Collected data
###
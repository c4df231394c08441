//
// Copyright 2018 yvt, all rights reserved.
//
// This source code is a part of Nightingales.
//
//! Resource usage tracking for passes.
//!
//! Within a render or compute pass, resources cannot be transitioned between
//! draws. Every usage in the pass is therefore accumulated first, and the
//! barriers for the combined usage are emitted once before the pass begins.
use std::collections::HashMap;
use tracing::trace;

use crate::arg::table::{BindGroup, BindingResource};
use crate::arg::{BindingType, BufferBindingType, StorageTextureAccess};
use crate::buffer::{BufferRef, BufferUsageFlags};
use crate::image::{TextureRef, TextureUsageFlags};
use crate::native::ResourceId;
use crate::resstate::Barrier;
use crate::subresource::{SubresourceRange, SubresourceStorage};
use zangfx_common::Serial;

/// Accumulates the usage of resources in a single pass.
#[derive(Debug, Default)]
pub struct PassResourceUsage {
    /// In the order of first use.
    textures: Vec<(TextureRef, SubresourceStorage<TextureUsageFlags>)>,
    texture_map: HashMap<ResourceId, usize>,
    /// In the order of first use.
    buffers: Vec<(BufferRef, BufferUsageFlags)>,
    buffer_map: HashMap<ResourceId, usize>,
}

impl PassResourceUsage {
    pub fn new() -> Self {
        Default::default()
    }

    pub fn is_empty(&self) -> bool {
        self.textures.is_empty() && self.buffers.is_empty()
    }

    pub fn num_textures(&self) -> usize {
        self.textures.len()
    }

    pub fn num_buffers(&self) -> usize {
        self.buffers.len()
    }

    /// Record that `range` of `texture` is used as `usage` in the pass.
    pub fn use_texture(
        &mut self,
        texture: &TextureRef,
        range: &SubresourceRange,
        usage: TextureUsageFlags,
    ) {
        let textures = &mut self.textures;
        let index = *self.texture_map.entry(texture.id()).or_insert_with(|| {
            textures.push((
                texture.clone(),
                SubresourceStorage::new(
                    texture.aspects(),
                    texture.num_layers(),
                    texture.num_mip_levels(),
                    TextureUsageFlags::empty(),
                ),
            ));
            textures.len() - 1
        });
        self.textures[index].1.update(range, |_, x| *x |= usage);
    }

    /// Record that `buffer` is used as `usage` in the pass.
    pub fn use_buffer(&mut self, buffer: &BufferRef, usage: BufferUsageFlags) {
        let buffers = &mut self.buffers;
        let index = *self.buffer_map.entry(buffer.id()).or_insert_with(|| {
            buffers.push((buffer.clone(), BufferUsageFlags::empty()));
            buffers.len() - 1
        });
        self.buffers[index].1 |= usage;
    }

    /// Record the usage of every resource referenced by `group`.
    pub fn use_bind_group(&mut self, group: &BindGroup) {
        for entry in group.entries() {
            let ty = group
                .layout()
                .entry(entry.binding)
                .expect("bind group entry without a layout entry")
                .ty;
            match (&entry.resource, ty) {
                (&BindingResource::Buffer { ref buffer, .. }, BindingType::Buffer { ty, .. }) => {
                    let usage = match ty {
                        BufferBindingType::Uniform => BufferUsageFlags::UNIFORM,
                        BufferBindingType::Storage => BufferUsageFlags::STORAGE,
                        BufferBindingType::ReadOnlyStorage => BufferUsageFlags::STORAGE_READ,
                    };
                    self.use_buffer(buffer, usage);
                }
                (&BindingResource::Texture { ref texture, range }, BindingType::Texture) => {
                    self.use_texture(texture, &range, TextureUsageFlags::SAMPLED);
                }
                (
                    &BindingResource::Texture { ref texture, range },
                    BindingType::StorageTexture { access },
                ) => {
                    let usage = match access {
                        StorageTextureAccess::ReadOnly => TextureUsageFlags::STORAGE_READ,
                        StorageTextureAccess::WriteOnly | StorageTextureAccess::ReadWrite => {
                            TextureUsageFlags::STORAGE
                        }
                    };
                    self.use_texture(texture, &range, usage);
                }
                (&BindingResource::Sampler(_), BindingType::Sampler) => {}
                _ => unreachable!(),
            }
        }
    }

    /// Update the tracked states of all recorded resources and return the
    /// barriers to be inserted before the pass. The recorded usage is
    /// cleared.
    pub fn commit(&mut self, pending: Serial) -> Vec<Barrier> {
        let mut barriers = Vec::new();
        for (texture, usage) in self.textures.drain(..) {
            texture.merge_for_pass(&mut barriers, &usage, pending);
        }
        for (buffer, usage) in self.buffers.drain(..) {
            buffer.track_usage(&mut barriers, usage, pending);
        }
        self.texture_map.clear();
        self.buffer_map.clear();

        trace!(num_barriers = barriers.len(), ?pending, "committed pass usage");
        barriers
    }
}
###
» WHAT TO DO
Each line of the data that holds "TextureRef" should be reported.

» THE ANSWER
use crate::image::{TextureRef, TextureUsageFlags};
    textures: Vec<(TextureRef, SubresourceStorage<TextureUsageFlags>)>,
        texture: &TextureRef,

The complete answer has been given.